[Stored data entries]
┄┄┄┄┄┄┄┄┄┄┄┄┄┄┄┄┄┄┄┄
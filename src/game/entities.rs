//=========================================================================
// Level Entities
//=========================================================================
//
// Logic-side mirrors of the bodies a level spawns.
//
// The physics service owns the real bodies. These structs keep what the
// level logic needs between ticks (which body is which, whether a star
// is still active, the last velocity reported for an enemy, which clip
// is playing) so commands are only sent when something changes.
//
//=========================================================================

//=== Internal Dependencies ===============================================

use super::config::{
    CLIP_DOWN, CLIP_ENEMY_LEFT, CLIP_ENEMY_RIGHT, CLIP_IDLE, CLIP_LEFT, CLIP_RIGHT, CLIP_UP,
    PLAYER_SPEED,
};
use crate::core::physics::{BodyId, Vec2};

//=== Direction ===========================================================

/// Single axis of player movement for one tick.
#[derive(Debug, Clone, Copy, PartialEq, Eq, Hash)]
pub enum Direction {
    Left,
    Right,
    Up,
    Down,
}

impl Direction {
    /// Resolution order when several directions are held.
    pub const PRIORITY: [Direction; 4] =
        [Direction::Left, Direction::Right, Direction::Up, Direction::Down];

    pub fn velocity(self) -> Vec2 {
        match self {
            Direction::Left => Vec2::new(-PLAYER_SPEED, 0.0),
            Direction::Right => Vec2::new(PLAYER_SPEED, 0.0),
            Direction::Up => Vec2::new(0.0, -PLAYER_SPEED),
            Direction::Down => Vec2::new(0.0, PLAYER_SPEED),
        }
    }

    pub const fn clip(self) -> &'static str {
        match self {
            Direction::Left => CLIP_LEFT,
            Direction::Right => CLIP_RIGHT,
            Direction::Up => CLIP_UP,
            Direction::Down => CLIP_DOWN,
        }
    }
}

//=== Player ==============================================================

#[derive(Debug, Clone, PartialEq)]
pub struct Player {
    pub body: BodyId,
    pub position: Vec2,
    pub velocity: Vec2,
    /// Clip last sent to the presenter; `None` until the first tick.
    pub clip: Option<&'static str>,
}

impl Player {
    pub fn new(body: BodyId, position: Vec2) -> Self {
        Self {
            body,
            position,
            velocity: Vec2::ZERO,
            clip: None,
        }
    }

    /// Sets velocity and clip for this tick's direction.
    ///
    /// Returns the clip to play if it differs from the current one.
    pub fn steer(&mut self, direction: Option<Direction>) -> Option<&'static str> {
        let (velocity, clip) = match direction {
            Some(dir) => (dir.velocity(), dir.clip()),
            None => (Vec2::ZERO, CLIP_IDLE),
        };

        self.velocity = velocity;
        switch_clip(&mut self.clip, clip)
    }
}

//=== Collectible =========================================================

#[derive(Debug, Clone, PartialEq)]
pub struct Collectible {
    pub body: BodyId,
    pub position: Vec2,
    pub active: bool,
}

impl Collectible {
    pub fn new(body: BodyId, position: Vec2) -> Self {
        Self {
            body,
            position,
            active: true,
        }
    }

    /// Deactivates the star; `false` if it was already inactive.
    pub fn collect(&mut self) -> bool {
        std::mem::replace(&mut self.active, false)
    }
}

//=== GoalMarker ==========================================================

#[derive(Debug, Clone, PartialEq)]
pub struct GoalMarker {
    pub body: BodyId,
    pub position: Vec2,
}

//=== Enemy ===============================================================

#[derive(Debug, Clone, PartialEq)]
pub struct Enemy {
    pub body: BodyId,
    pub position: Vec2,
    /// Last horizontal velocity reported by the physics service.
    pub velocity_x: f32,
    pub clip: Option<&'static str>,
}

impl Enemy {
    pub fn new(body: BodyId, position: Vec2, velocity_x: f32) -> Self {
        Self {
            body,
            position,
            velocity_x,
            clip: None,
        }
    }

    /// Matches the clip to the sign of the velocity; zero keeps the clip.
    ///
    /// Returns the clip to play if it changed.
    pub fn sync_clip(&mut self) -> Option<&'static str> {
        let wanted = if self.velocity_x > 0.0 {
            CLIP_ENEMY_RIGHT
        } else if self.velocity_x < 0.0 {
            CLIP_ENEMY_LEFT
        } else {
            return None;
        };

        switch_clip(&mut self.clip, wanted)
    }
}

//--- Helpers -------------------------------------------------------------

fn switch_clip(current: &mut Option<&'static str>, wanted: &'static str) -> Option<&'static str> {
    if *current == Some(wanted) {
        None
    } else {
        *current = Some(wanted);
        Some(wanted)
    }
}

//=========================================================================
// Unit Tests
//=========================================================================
┄┄┄┄┄┄┄┄┄┄┄┄┄┄┄┄┄┄┄┄
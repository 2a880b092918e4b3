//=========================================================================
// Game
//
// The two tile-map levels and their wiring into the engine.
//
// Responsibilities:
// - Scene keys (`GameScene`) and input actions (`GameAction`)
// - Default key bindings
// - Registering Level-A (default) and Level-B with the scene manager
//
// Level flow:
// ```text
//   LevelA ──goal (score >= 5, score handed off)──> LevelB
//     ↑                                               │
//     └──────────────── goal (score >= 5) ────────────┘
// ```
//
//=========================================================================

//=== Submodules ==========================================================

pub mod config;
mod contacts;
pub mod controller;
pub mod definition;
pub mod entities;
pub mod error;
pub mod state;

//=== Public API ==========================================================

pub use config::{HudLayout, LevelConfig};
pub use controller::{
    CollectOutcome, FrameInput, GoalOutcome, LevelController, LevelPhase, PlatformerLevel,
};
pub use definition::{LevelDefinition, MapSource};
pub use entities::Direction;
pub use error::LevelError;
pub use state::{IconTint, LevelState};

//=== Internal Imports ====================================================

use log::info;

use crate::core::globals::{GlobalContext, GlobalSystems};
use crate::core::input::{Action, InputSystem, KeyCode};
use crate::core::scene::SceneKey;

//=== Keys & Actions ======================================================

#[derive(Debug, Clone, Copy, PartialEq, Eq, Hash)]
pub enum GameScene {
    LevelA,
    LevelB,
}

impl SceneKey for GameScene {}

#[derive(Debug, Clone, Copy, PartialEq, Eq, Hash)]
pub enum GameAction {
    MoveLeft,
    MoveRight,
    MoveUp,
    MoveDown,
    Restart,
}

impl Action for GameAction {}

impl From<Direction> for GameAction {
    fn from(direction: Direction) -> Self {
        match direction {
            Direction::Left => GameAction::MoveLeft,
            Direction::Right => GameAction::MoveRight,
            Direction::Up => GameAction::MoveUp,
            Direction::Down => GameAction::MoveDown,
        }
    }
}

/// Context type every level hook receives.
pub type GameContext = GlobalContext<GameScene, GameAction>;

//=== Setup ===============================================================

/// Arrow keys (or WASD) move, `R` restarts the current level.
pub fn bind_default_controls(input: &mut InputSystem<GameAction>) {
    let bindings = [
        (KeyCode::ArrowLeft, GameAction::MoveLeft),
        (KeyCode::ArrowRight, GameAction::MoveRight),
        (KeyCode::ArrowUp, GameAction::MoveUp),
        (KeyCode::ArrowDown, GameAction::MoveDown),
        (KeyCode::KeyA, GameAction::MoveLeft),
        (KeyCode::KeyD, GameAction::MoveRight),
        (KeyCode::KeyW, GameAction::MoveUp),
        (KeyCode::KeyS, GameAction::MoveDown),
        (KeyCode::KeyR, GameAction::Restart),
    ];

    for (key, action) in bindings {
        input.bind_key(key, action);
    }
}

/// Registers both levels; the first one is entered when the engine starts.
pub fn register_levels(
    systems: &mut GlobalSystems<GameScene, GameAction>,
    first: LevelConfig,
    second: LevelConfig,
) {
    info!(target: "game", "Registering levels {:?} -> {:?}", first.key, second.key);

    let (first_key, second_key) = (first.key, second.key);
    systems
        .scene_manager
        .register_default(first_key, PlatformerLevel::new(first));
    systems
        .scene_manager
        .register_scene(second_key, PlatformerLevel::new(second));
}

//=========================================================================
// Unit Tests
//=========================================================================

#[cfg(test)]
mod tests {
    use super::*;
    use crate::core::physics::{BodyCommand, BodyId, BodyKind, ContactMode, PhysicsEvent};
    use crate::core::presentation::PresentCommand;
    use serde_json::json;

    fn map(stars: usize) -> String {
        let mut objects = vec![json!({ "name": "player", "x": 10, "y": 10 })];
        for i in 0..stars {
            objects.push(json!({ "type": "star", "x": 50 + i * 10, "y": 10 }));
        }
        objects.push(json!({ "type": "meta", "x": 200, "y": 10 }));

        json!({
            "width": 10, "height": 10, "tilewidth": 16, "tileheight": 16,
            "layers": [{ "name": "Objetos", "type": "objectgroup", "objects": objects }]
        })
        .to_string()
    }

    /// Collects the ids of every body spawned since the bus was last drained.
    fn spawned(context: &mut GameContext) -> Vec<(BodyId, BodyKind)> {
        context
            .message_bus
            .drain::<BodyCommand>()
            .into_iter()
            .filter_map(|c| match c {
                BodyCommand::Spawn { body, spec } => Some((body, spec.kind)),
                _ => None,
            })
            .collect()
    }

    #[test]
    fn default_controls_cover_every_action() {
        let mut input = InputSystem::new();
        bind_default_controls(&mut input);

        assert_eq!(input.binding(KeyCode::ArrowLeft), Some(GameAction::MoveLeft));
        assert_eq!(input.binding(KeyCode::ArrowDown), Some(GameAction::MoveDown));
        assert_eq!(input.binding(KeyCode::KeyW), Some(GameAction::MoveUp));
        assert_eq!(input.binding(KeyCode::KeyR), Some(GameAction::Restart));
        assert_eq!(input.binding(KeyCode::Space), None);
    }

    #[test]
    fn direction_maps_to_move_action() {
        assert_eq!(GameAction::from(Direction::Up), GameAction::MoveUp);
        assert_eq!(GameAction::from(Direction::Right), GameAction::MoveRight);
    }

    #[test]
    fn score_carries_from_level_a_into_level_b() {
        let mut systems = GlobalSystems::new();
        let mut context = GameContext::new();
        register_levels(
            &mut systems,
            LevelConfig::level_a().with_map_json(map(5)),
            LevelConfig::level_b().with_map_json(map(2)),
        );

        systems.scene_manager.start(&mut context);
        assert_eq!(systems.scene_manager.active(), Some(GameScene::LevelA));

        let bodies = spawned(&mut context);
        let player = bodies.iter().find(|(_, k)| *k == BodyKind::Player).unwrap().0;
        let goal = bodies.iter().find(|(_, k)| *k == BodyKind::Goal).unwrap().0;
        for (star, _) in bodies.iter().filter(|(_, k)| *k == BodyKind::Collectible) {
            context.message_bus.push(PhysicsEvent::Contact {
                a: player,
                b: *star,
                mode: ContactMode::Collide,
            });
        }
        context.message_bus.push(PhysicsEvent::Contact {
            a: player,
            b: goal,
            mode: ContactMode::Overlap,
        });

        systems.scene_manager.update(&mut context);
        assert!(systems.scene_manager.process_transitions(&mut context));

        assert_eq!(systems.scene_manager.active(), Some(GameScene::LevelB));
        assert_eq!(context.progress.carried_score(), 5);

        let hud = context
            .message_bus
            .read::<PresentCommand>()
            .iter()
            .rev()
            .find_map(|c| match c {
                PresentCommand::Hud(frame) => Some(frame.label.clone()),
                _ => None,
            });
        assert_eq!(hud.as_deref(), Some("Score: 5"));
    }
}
┄┄┄┄┄┄┄┄┄┄┄┄┄┄┄┄┄┄┄┄
With the line that has "filename src/game/entities.rs" as the first and the line that has "keep what the" as the last, repeat exactly that run of lines above and no more.

### [YOUR SOLUTION]
filename src/game/entities.rs
//=========================================================================
// Level Entities
//=========================================================================
//
// Logic-side mirrors of the bodies a level spawns.
//
// The physics service owns the real bodies. These structs keep what the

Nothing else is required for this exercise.